Consider that a dataset "The population of bees" is within scope of the HVD while another dataset "The population of wasps" is not. Both datasets however, are in scope of the INSPIRE directive. The dataset "The population of bees" is also tagged with the appropriate HVD Category. Observe that the solely the most granular concept "Nature preservation and biodiversity" is provided. The generic top-level category can be derived from it.

Example 1 - Bees and wasps population datasets

Both datasets are published by the Environment Agency of the EU Memberstate ExampleMS using a persistent identifier.

Example 2 - MS dataset

The datasets are published on the EU Memberstates national data portal https://dataportal.exampleMS.gov. This portal provides another identifier to the datasets. Because that new identifier is not the master identifier, the portal avoids this by sharing this identifier in its published DCAT-AP catalogue by listing it as an additional identifier.

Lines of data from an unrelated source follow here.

//! ApoLLO: Adam scaled by directional confidence.
//!
//! Each step compares the current gradient with an EMA of past unit gradient
//! directions (both in full parameter space):
//!
//! ```text
//! conf  = (1 + clamp(⟨g/‖g‖, d/‖d‖⟩, -1, 1)) / 2
//! scale = conf^γ
//! d     ← β3·d + (1-β3)·g/‖g‖
//! ```
//!
//! and runs Adam with learning rate `lr·scale`. A zero history gives
//! `conf = 0.5` on the first step.

use super::baseline::AdamState;
use crate::config::{AdamConfig, ApolloConfig};
use crate::linalg::{dot, norm};
use crate::network::{Gradients, Params};

/// Confidence `(1 + clamp(cos, -1, 1)) / 2` raised to `gamma`.
///
/// `a` and `b` are normalized by their floored norms, so zero vectors give
/// cosine 0.
pub(crate) fn confidence_scale(a: &[f64], b: &[f64], gamma: f64) -> f64 {
    let cos = dot(a, b) / (norm(a) * norm(b));
    let conf = (1.0 + cos.clamp(-1.0, 1.0)) / 2.0;
    conf.powf(gamma)
}

/// Adam moments plus the flat direction EMA.
#[derive(Debug, Clone, PartialEq)]
pub struct ApolloState {
    pub adam: AdamState,
    /// EMA of unit gradient directions, in flat layout.
    pub direction: Vec<f64>,
    /// Scale applied on the most recent step.
    pub last_scale: f64,
}

impl ApolloState {
    pub fn new(params: &Params) -> Self {
        Self {
            adam: AdamState::new(params),
            direction: vec![0.0; params.param_count()],
            last_scale: 1.0,
        }
    }

    pub fn step(
        &mut self,
        params: &mut Params,
        grads: &Gradients,
        lr: f64,
        adam: &AdamConfig,
        cfg: &ApolloConfig,
    ) {
        let g = grads.flatten();
        debug_assert_eq!(g.len(), self.direction.len());
        let scale = confidence_scale(&g, &self.direction, cfg.gamma);

        let g_norm = norm(&g);
        for (d, gi) in self.direction.iter_mut().zip(&g) {
            *d = cfg.beta3 * *d + (1.0 - cfg.beta3) * (gi / g_norm);
        }

        self.adam.step(params, grads, lr * scale, adam);
        self.last_scale = scale;
    }
}

#[cfg(test)]
mod tests {
    use super::*;
    use crate::activation::Activation;
    use crate::network;

    #[test]
    fn test_confidence_scale_bounds() {
        let a = [1.0, 0.0];
        assert!((confidence_scale(&a, &[1.0, 0.0], 1.0) - 1.0).abs() < 1e-9);
        assert!(confidence_scale(&a, &[-1.0, 0.0], 1.0) < 1e-9);
        assert!((confidence_scale(&a, &[0.0, 1.0], 1.0) - 0.5).abs() < 1e-12);
        // No history yet.
        assert!((confidence_scale(&a, &[0.0, 0.0], 2.0) - 0.25).abs() < 1e-12);
    }

    #[test]
    fn test_first_step_is_half_rate_adam() {
        let p0 = network::init(2, 3, 2, 5, Activation::Tanh);
        let shape = p0.shape();
        let g: Vec<f64> = (0..shape.param_count()).map(|i| (i as f64 * 0.37).sin()).collect();
        let grads = Params::unflatten(&g, &shape);
        let cfg = AdamConfig::default();

        let mut pa = p0.clone();
        let mut apollo = ApolloState::new(&pa);
        apollo.step(&mut pa, &grads, 0.02, &cfg, &ApolloConfig::default());
        assert!((apollo.last_scale - 0.5).abs() < 1e-12);

        let mut pb = p0.clone();
        let mut adam = AdamState::new(&pb);
        adam.step(&mut pb, &grads, 0.02 * apollo.last_scale, &cfg);
        assert_eq!(pa, pb);
    }

    #[test]
    fn test_repeated_gradient_gains_confidence() {
        let mut p = network::init(2, 4, 0, 8, Activation::Relu);
        let shape = p.shape();
        let grads = Params::unflatten(&vec![0.1; shape.param_count()], &shape);
        let mut state = ApolloState::new(&p);
        let mut scales = Vec::new();
        for _ in 0..5 {
            state.step(&mut p, &grads, 0.01, &AdamConfig::default(), &ApolloConfig::default());
            scales.push(state.last_scale);
        }
        // Same direction every step: the cosine is 1 from step 2 on.
        for s in &scales[1..] {
            assert!((s - 1.0).abs() < 1e-9);
        }
        let d_norm = norm(&state.direction);
        assert!(d_norm > 0.0 && d_norm < 1.0);
    }
}
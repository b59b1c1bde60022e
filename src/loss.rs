//! Loss and evaluation metrics for the binary classifier.
//!
//! - [`binary_cross_entropy`] - mean BCE with clamped probabilities
//! - [`output_delta`] - `∂L/∂z` at the sigmoid output (fused sigmoid + BCE)
//! - [`l2_penalty`] - `0.5·λ·ΣW²` over weight matrices
//! - [`accuracy`] - fraction of correct thresholded predictions
//! - [`ConfusionMatrix`] - 2×2 counts of true × predicted class
//!
//! # Example
//!
//! ```rust
//! use fusion_lab::loss::{accuracy, binary_cross_entropy};
//!
//! let probs = vec![0.9, 0.2, 0.6];
//! let labels = vec![1, 0, 0];
//! assert!(binary_cross_entropy(&probs, &labels) > 0.0);
//! assert!((accuracy(&probs, &labels) - 2.0 / 3.0).abs() < 1e-12);
//! ```

use crate::layer::Dense;

#[cfg(feature = "serde")]
use serde::{Deserialize, Serialize};

/// Probabilities are clamped to `[PROB_EPS, 1 - PROB_EPS]` before `ln`.
pub const PROB_EPS: f64 = 1e-6;

/// Decision threshold on the output probability.
pub const THRESHOLD: f64 = 0.5;

/// Predicted class for a probability.
#[inline]
pub fn predict_class(prob: f64) -> u8 {
    u8::from(prob >= THRESHOLD)
}

/// Mean binary cross-entropy.
///
/// Probabilities are clamped so the loss stays finite even for saturated
/// outputs. An empty batch has zero loss.
pub fn binary_cross_entropy(probs: &[f64], labels: &[u8]) -> f64 {
    debug_assert_eq!(probs.len(), labels.len());
    if probs.is_empty() {
        return 0.0;
    }
    let mut sum = 0.0;
    for (&p, &y) in probs.iter().zip(labels) {
        let t = p.clamp(PROB_EPS, 1.0 - PROB_EPS);
        let y = f64::from(y);
        sum += -(y * t.ln() + (1.0 - y) * (1.0 - t).ln());
    }
    sum / probs.len() as f64
}

/// Per-sample `∂L/∂z_out = p - y` for a sigmoid output under BCE.
///
/// Not averaged; the layer gradients divide by the batch size.
pub fn output_delta(probs: &[f64], labels: &[u8]) -> Vec<f64> {
    debug_assert_eq!(probs.len(), labels.len());
    probs
        .iter()
        .zip(labels)
        .map(|(&p, &y)| p - f64::from(y))
        .collect()
}

/// `0.5 · lambda · Σ W²` over the weight matrices of `layers` (biases excluded).
pub fn l2_penalty<'a>(layers: impl IntoIterator<Item = &'a Dense>, lambda: f64) -> f64 {
    let sq: f64 = layers.into_iter().map(|l| l.weights.sum_squares()).sum();
    0.5 * lambda * sq
}

/// Fraction of samples whose thresholded prediction equals the label.
pub fn accuracy(probs: &[f64], labels: &[u8]) -> f64 {
    debug_assert_eq!(probs.len(), labels.len());
    if probs.is_empty() {
        return 0.0;
    }
    let correct = probs
        .iter()
        .zip(labels)
        .filter(|(&p, &y)| predict_class(p) == y)
        .count();
    correct as f64 / probs.len() as f64
}

/// 2×2 confusion matrix, indexed `counts[true_class][predicted_class]`.
#[derive(Debug, Clone, Copy, PartialEq, Eq, Default)]
#[cfg_attr(feature = "serde", derive(Serialize, Deserialize))]
pub struct ConfusionMatrix {
    pub counts: [[usize; 2]; 2],
}

impl ConfusionMatrix {
    /// Tallies thresholded predictions against labels.
    pub fn from_predictions(probs: &[f64], labels: &[u8]) -> Self {
        debug_assert_eq!(probs.len(), labels.len());
        let mut counts = [[0usize; 2]; 2];
        for (&p, &y) in probs.iter().zip(labels) {
            counts[usize::from(y.min(1))][usize::from(predict_class(p))] += 1;
        }
        Self { counts }
    }

    /// Sum of all four cells; equals the number of samples tallied.
    pub fn total(&self) -> usize {
        self.counts.iter().flatten().sum()
    }

    pub fn true_negatives(&self) -> usize {
        self.counts[0][0]
    }

    pub fn false_positives(&self) -> usize {
        self.counts[0][1]
    }

    pub fn false_negatives(&self) -> usize {
        self.counts[1][0]
    }

    pub fn true_positives(&self) -> usize {
        self.counts[1][1]
    }
}

#[cfg(test)]
mod tests {
    use super::*;
    use crate::linalg::Matrix;

    #[test]
    fn test_bce_known_value() {
        let loss = binary_cross_entropy(&[0.5, 0.5], &[1, 0]);
        assert!((loss - std::f64::consts::LN_2).abs() < 1e-12);
    }

    #[test]
    fn test_bce_clamped_stays_finite() {
        let loss = binary_cross_entropy(&[0.0, 1.0], &[1, 0]);
        assert!(loss.is_finite());
        assert!((loss - -(PROB_EPS.ln())).abs() < 1e-6);
        assert_eq!(binary_cross_entropy(&[], &[]), 0.0);
    }

    #[test]
    fn test_output_delta() {
        assert_eq!(output_delta(&[0.75, 0.25], &[1, 0]), vec![-0.25, 0.25]);
    }

    #[test]
    fn test_l2_penalty_excludes_bias() {
        let layer = Dense {
            weights: Matrix::from_rows(&[vec![1.0, 2.0]]),
            bias: vec![100.0, 100.0],
        };
        let pen = l2_penalty([&layer, &layer], 0.01);
        assert!((pen - 0.5 * 0.01 * 10.0).abs() < 1e-15);
    }

    #[test]
    fn test_accuracy_threshold_inclusive() {
        assert_eq!(accuracy(&[0.5, 0.49], &[1, 0]), 1.0);
        assert_eq!(accuracy(&[0.5], &[0]), 0.0);
    }

    #[test]
    fn test_confusion_matrix_conserves_count() {
        let probs = [0.9, 0.1, 0.6, 0.3, 0.5];
        let labels = [1, 0, 0, 1, 1];
        let cm = ConfusionMatrix::from_predictions(&probs, &labels);
        assert_eq!(cm.total(), 5);
        assert_eq!(cm.true_positives(), 2);
        assert_eq!(cm.true_negatives(), 1);
        assert_eq!(cm.false_positives(), 1);
        assert_eq!(cm.false_negatives(), 1);
    }
}
//! Service response envelope.
//!
//! Every user service operation resolves to a [`UserResponse`]. The variant
//! carries the typed outcome; the mapping shape callers see is produced only
//! when the response is serialised or split with [`UserResponse::into_parts`].

use http::StatusCode;
use serde::{Serialize, Serializer};
use serde_json::{Value, json};

use crate::domain::User;

/// Message returned when a lookup, update, or delete finds no row.
pub const USER_NOT_FOUND: &str = "User not found";
/// Message returned after a successful update.
pub const USER_UPDATED: &str = "User updated successfully";
/// Message returned after a successful delete.
pub const USER_DELETED: &str = "User deleted successfully";

/// Outcome of a user service operation.
///
/// # Examples
/// ```
/// use serde_json::json;
/// use user_service::domain::UserResponse;
///
/// let (payload, status) = UserResponse::NotFound.into_parts();
/// assert_eq!(status.as_u16(), 404);
/// assert_eq!(payload, json!({ "error": "User not found" }));
/// ```
#[derive(Debug, Clone, PartialEq, Eq)]
pub enum UserResponse {
    /// A new row was stored.
    Created(User),
    /// The requested row exists.
    Found(User),
    /// The row was updated in place.
    Updated,
    /// The row was removed.
    Deleted,
    /// No row matches the requested identifier.
    NotFound,
}

impl UserResponse {
    /// Status code paired with this outcome.
    pub fn status(&self) -> StatusCode {
        match self {
            Self::Created(_) => StatusCode::CREATED,
            Self::Found(_) | Self::Updated | Self::Deleted => StatusCode::OK,
            Self::NotFound => StatusCode::NOT_FOUND,
        }
    }

    /// Mapping payload for this outcome.
    pub fn payload(&self) -> Value {
        match self {
            Self::Created(user) | Self::Found(user) => json!(user),
            Self::Updated => json!({ "message": USER_UPDATED }),
            Self::Deleted => json!({ "message": USER_DELETED }),
            Self::NotFound => json!({ "error": USER_NOT_FOUND }),
        }
    }

    /// Split into the `(payload, status)` pair.
    pub fn into_parts(self) -> (Value, StatusCode) {
        let status = self.status();
        (self.payload(), status)
    }

    /// The user carried by `Created` and `Found` outcomes.
    pub fn user(&self) -> Option<&User> {
        match self {
            Self::Created(user) | Self::Found(user) => Some(user),
            Self::Updated | Self::Deleted | Self::NotFound => None,
        }
    }

    /// Whether the operation found no matching row.
    pub fn is_not_found(&self) -> bool {
        matches!(self, Self::NotFound)
    }
}

impl Serialize for UserResponse {
    fn serialize<S>(&self, serializer: S) -> Result<S::Ok, S::Error>
    where
        S: Serializer,
    {
        self.payload().serialize(serializer)
    }
}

Example 3 - MS dataset with 2 identifiers

Bulk downloads for HVD Datasets

The datasets are downloadable in various formats and level of detail. In our example, the data is available in two formats: RDF and ESRI shapefile format. According to the HVD IR the datasets must minimally be available in bulk download with the granularity of 50 square kilometres and with a bi-yearly update frequency. It must also be available in an open format for geospatial data. Based on these requirements, the publisher of the dataset decides to indicate that the shape-based distribution is a HVD bulk download.

Example 4 - MS dataset with 2 distributions

The HVD IR also specifies that the dataset should at least provide information about the number of bees, the calculation method, the amount of honey being harvested and the number of beekeepers active in the area. The publisher describes the data semantically using an application profile, and provides detailed data schema documentation for each distribution.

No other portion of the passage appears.